In the Cup Series the team fields  the No. 66 part-time for TBA. In the Xfinity Series the team fields the No. 13 part-time for Timmy Hill and the No. 66 full-time for multiple drivers.

History
Before the 2014 Drive to Stop Diabetes 300 at Bristol Motor Speedway, Derek White and Carl Long created Motorsports Business Management.
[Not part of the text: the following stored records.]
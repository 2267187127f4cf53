use tokio_util::sync::CancellationToken;

/// Returns a token cancelled on SIGINT or SIGTERM.
///
/// The staging sweeper watches this token and finishes its current pass
/// before exiting; nothing else in the crate holds long-running state.
pub fn shutdown_token() -> CancellationToken {
    let token = CancellationToken::new();
    let signalled = token.clone();

    tokio::spawn(async move {
        let terminate = async {
            #[cfg(unix)]
            {
                let mut sig = tokio::signal::unix::signal(tokio::signal::unix::SignalKind::terminate())
                    .expect("failed to install SIGTERM handler");
                sig.recv().await;
            }
            #[cfg(not(unix))]
            std::future::pending::<()>().await;
        };

        tokio::select! {
            _ = tokio::signal::ctrl_c() => {
                tracing::info!("Interrupt received, shutting down");
            }
            _ = terminate => {
                tracing::info!("SIGTERM received, shutting down");
            }
        }
        signalled.cancel();
    });

    token
}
In 2016, White was arrested on tobacco smuggling charges, leading to his indefinite suspension by NASCAR. Ownership of the team was transferred to the Long family; officially, the team owner is listed as Long's father, Horace. 

Until the end of the 2018 season, MBM Motorsports ran Dodge cars on a limited basis in addition to the other manufacturers, using engines leased from Team Penske from when Penske ran Dodges. The team switched to Toyotas starting in 2019, and team owner Carl Long appealed to the manufacturer for support.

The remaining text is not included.